En algunos países de Europa del Este, como Rumanía (România), Chequia (Česká republika), Hungría (Magyarország) y Eslovaquia (Slovensko), se ha establecido una tolerancia cero para todos los conductores. El Consejo Europeo de Seguridad en el Transporte recomienda mantener un límite de 0,2 gramos por litro, que en la práctica equivale a una política de tolerancia cero.
Estadísticas y consecuencias
El director general de Tráfico, Pere Navarro, recordó que reducir el límite es un deber moral hacia las víctimas de accidentes. Un estudio realizado por la Universitat de València reveló que el alcohol sigue siendo uno de los factores más peligrosos en las carreteras del país.
Entre 2018 y 2022, el número de accidentes con heridos relacionados con el consumo de alcohol aumentó un 20%. La presencia de alcohol eleva no solo el número de víctimas en un 16%, sino también la mortalidad en cinco puntos porcentuales. Además, la gravedad de las consecuencias de estos incidentes también aumenta.
En 2024, casi la mitad de los conductores fallecidos en accidentes de tráfico y sometidos a autopsia presentaban alcohol, drogas u otras sustancias prohibidas en sangre. Si se aprueban las nuevas normas, incluso una copa de vino o de cerveza puede hacer que la mayoría de hombres y mujeres con un peso entre 70 y 90 kilos superen el límite permitido.
Normativa en Cataluña
La cuestión de transferir las competencias para la realización de los exámenes de conducir se ha convertido en el principal punto de conflicto. Esquerra Republicana está utilizando su influencia en el parlamento para lograr que Cataluña tenga el control de este proceso. Según los representantes del partido, esto ayudaría a reducir las largas esperas para los exámenes, un problema que afecta a todo el país.
El partido sostiene que, si los exámenes se gestionaran a nivel regional, el proceso sería más ágil y eficiente. Como medida temporal, Esquerra propone al menos una cesión parcial de funciones, permitiendo que agentes de los Mossos d’Esquadra participen en la realización de las pruebas.

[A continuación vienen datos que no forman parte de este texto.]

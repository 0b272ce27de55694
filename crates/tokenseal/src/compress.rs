//! zlib compression of plaintext payloads
//!
//! Compression runs before encryption: it exploits plaintext redundancy that
//! encrypted output (high-entropy) no longer has, so the order is not
//! interchangeable. The stream format is zlib (RFC 1950) at the default
//! level and is part of the token wire contract.

use std::io::Write;

use flate2::write::{ZlibDecoder, ZlibEncoder};
use flate2::Compression;

use crate::error::{TokenError, TokenResult};

/// Compress arbitrary bytes into a zlib stream.
pub fn compress(data: &[u8]) -> Vec<u8> {
    let mut encoder = ZlibEncoder::new(
        Vec::with_capacity(data.len() / 2 + 64),
        Compression::default(),
    );
    let Ok(compressed) = encoder.write_all(data).and_then(|()| encoder.finish()) else {
        unreachable!("zlib compression into an in-memory buffer cannot fail");
    };
    compressed
}

/// Decompress a zlib stream back into the original bytes.
///
/// Fails with `CorruptPayload` when the input is not a valid zlib stream.
/// After authenticated decryption this should be unreachable; it is handled
/// defensively to catch encoder/decoder version mismatches.
pub fn decompress(data: &[u8]) -> TokenResult<Vec<u8>> {
    let mut decoder = ZlibDecoder::new(Vec::new());
    decoder
        .write_all(data)
        .and_then(|()| decoder.finish())
        .map_err(|e| TokenError::CorruptPayload(format!("zlib decompress: {e}")))
}
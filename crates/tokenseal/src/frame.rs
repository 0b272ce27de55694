//! Token frame layout
//!
//! Frame format (binary):
//! ```text
//! [1 byte: format version = 0x01][12 bytes: nonce][N bytes: ciphertext + 16-byte tag]
//! ```
//!
//! No length prefixes: the version and nonce widths are compile-time
//! constants and the ciphertext is the rest of the buffer. The version byte
//! is the only extension point — a future nonce-size or algorithm change
//! bumps it so old decoders reject new tokens instead of misparsing them.

use crate::error::{TokenError, TokenResult};
use crate::{FORMAT_VERSION, NONCE_SIZE, TAG_SIZE};

/// Minimum size of a valid frame: version + nonce + tag of an empty payload.
pub const MIN_FRAME_LEN: usize = 1 + NONCE_SIZE + TAG_SIZE;

/// Concatenate version tag, nonce, and ciphertext into one opaque blob.
pub fn build_frame(nonce: &[u8; NONCE_SIZE], ciphertext: &[u8]) -> Vec<u8> {
    let mut frame = Vec::with_capacity(1 + NONCE_SIZE + ciphertext.len());
    frame.push(FORMAT_VERSION);
    frame.extend_from_slice(nonce);
    frame.extend_from_slice(ciphertext);
    frame
}

/// Split a frame back into its nonce and ciphertext.
///
/// Fails with `MalformedInput` when the frame is shorter than the minimum
/// length or carries an unknown version byte.
pub fn parse_frame(frame: &[u8]) -> TokenResult<(&[u8; NONCE_SIZE], &[u8])> {
    if frame.len() < MIN_FRAME_LEN {
        return Err(TokenError::MalformedInput(format!(
            "frame too short: {} bytes (minimum {MIN_FRAME_LEN})",
            frame.len()
        )));
    }

    let version = frame[0];
    if version != FORMAT_VERSION {
        return Err(TokenError::MalformedInput(format!(
            "unknown format version: {version:#04x}"
        )));
    }

    let (nonce_bytes, ciphertext) = frame[1..].split_at(NONCE_SIZE);
    let Ok(nonce) = <&[u8; NONCE_SIZE]>::try_from(nonce_bytes) else {
        unreachable!("split_at produced exactly NONCE_SIZE bytes");
    };

    Ok((nonce, ciphertext))
}
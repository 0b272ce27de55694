use thiserror::Error;

pub type TokenResult<T> = Result<T, TokenError>;

/// Error taxonomy for the token codec.
///
/// Messages never contain passwords, salts, key material, or plaintext.
#[derive(Debug, Error)]
pub enum TokenError {
    /// Transport text is not valid base64, or the decoded frame is shorter
    /// than the minimum length, or the format version is unknown.
    #[error("malformed input: {0}")]
    MalformedInput(String),

    /// AEAD tag verification failed: wrong password/salt or tampered data.
    ///
    /// Deliberately carries no detail about which. Distinguishing wrong-key
    /// from tampered-ciphertext would hand an oracle to an attacker.
    #[error("authentication failed")]
    AuthenticationFailed,

    /// Decompression or UTF-8 validation failed after the tag verified.
    ///
    /// Unreachable in correct operation: authentication already passed, so
    /// this indicates an encoder/decoder version mismatch, not an attack.
    #[error("corrupt payload: {0}")]
    CorruptPayload(String),

    /// Caller input rejected outright (e.g. empty salt).
    #[error("invalid parameters: {0}")]
    InvalidParameters(String),
}
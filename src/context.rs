//! Render context
//!
//! Owns the graphics backend and every resource store. One context is
//! created after the backend is ready and passed explicitly to the renderer,
//! scene and effect code; nothing in the crate reaches for a global.

use crate::backend::dummy::DummyBackend;
use crate::backend::wgpu_backend::WgpuBackend;
use crate::backend::GraphicsBackend;
use crate::error::RenderResult;
use crate::resources::*;

/// Backend wrapper so the context can hand out concrete backends to tests
/// and the app while the core only sees [`GraphicsBackend`].
pub enum Backend {
    Dummy(DummyBackend),
    Wgpu(Box<WgpuBackend>),
}

impl Backend {
    pub fn as_dyn(&self) -> &dyn GraphicsBackend {
        match self {
            Backend::Dummy(b) => b,
            Backend::Wgpu(b) => b.as_ref(),
        }
    }

    pub fn as_dyn_mut(&mut self) -> &mut dyn GraphicsBackend {
        match self {
            Backend::Dummy(b) => b,
            Backend::Wgpu(b) => b.as_mut(),
        }
    }

    /// Get the dummy backend (if using it)
    pub fn as_dummy(&self) -> Option<&DummyBackend> {
        match self {
            Backend::Dummy(b) => Some(b),
            _ => None,
        }
    }

    pub fn as_dummy_mut(&mut self) -> Option<&mut DummyBackend> {
        match self {
            Backend::Dummy(b) => Some(b),
            _ => None,
        }
    }

    /// Get the wgpu backend (if using wgpu)
    pub fn as_wgpu(&self) -> Option<&WgpuBackend> {
        match self {
            Backend::Wgpu(b) => Some(b),
            _ => None,
        }
    }

    pub fn as_wgpu_mut(&mut self) -> Option<&mut WgpuBackend> {
        match self {
            Backend::Wgpu(b) => Some(b),
            _ => None,
        }
    }
}

impl From<DummyBackend> for Backend {
    fn from(backend: DummyBackend) -> Self {
        Backend::Dummy(backend)
    }
}

impl From<WgpuBackend> for Backend {
    fn from(backend: WgpuBackend) -> Self {
        Backend::Wgpu(Box::new(backend))
    }
}

/// Backend plus resource stores
pub struct RenderContext {
    pub backend: Backend,
    pub textures: TextureStore,
    pub geometries: GeometryStore,
    pub materials: MaterialStore,
    pub render_targets: RenderTargetManager,
    pub framebuffers: FramebufferManager,
    pub uniform_blocks: UniformBlocks,
}

impl RenderContext {
    /// Create default textures, built-in geometry, the uniform blocks and the
    /// default material instance. Render targets are created by the renderer
    /// once the resolution is known.
    pub fn new(backend: impl Into<Backend>) -> RenderResult<Self> {
        let mut backend = backend.into();
        log::info!("Creating render context on {}", backend.as_dyn().name());
        let gpu = backend.as_dyn_mut();

        let mut textures = TextureStore::new();
        textures.create_default_textures(gpu)?;
        let mut geometries = GeometryStore::new();
        geometries.create_builtin(gpu)?;
        let uniform_blocks = UniformBlocks::new(gpu)?;
        let mut materials = MaterialStore::new(ShaderLibrary::builtin());
        materials.create_instance(
            gpu,
            &textures,
            DEFAULT_MATERIAL_INSTANCE,
            "default",
            &Default::default(),
        )?;

        Ok(Self {
            backend,
            textures,
            geometries,
            materials,
            render_targets: RenderTargetManager::new(),
            framebuffers: FramebufferManager::new(),
            uniform_blocks,
        })
    }

    /// Headless context on the dummy backend.
    pub fn headless(width: u32, height: u32) -> RenderResult<Self> {
        Self::new(DummyBackend::new(width, height))
    }

    pub fn gpu(&mut self) -> &mut dyn GraphicsBackend {
        self.backend.as_dyn_mut()
    }

    pub fn dummy(&self) -> Option<&DummyBackend> {
        self.backend.as_dummy()
    }

    pub fn dummy_mut(&mut self) -> Option<&mut DummyBackend> {
        self.backend.as_dummy_mut()
    }

    /// Recreate render targets for a new resolution or anti-aliasing mode.
    /// Cached framebuffers reference the old textures and are dropped first.
    pub fn recreate_render_targets(
        &mut self,
        width: u32,
        height: u32,
        anti_aliasing: crate::AntiAliasing,
    ) -> RenderResult<()> {
        let gpu = self.backend.as_dyn_mut();
        self.framebuffers.clear_framebuffer(gpu);
        self.render_targets.resize(gpu, width, height, anti_aliasing)
    }

    /// Release every GPU resource. The context is unusable afterwards.
    pub fn destroy(&mut self) {
        let gpu = self.backend.as_dyn_mut();
        self.framebuffers.clear_framebuffer(gpu);
        self.render_targets.clear(gpu, true);
        self.materials.clear(gpu);
        for name in self.geometries.names().into_iter().map(str::to_string).collect::<Vec<_>>() {
            self.geometries.remove(gpu, &name);
        }
        self.textures.clear(gpu);
        self.uniform_blocks.destroy(gpu);
        log::info!("Render context destroyed");
    }
}

#[cfg(test)]
mod tests {
    use super::*;
    use crate::resources::RenderTargetSlot;
    use crate::AntiAliasing;

    #[test]
    fn test_headless_context_has_defaults() {
        let ctx = RenderContext::headless(64, 64).unwrap();
        assert!(ctx.textures.by_name(FLAT_WHITE).is_some());
        assert!(ctx.geometries.by_name("quad").is_some());
        assert!(ctx.geometries.by_name("grid").is_some());
        assert!(ctx.materials.by_name(DEFAULT_MATERIAL_INSTANCE).is_some());
        assert!(ctx.dummy().is_some());
    }

    #[test]
    fn test_recreate_render_targets_drops_framebuffers() {
        let mut ctx = RenderContext::headless(64, 64).unwrap();
        ctx.recreate_render_targets(64, 64, AntiAliasing::None).unwrap();
        let hdr = ctx.render_targets.texture(RenderTargetSlot::Hdr).unwrap().clone();
        let gpu = ctx.backend.as_dyn_mut();
        ctx.framebuffers.bind_framebuffer(gpu, &[&hdr], None).unwrap();
        assert_eq!(ctx.framebuffers.len(), 1);

        ctx.recreate_render_targets(32, 16, AntiAliasing::None).unwrap();
        assert!(ctx.framebuffers.is_empty());
        assert_eq!(ctx.render_targets.texture(RenderTargetSlot::Hdr).unwrap().size(), (32, 16));
    }

    #[test]
    fn test_destroy_releases_textures() {
        let mut ctx = RenderContext::headless(32, 32).unwrap();
        ctx.recreate_render_targets(32, 32, AntiAliasing::Taa).unwrap();
        ctx.destroy();
        assert_eq!(ctx.dummy().unwrap().live_textures(), 0);
    }
}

Desde el partido insisten en que solo apoyarán la reducción del límite de alcohol una vez resuelta la cuestión de los examinadores. Afirman que los socialistas de Madrid están retrasando el proceso deliberadamente, a pesar de que tanto las autoridades autonómicas como la propia policía catalana no se oponen a la transferencia de competencias.
Problemas con los exámenes
El director de la Dirección General de Tráfico, Pere Navarro, reconoce que la plantilla de examinadores no logra atender la alta demanda de aspirantes a obtener el permiso de conducir. Aunque la plantilla está casi completa, su tamaño no se adapta a la población actual del país. Cuando se estableció el límite de 900 especialistas, en España vivían 40 millones de personas; ahora la población se acerca a los 50 millones.
La agencia está negociando con el Ministerio de Función Pública para ampliar su plantilla y adaptarse a las exigencias actuales. Sin embargo, aún no se ha alcanzado una solución y las listas de espera para los exámenes siguen aumentando.
Mientras los socialistas continúan las consultas con otros partidos, el destino de la ley sigue siendo incierto. En el Parlamento reconocen que el proceso se encuentra estancado y todavía no está claro cuándo se podrán superar las diferencias.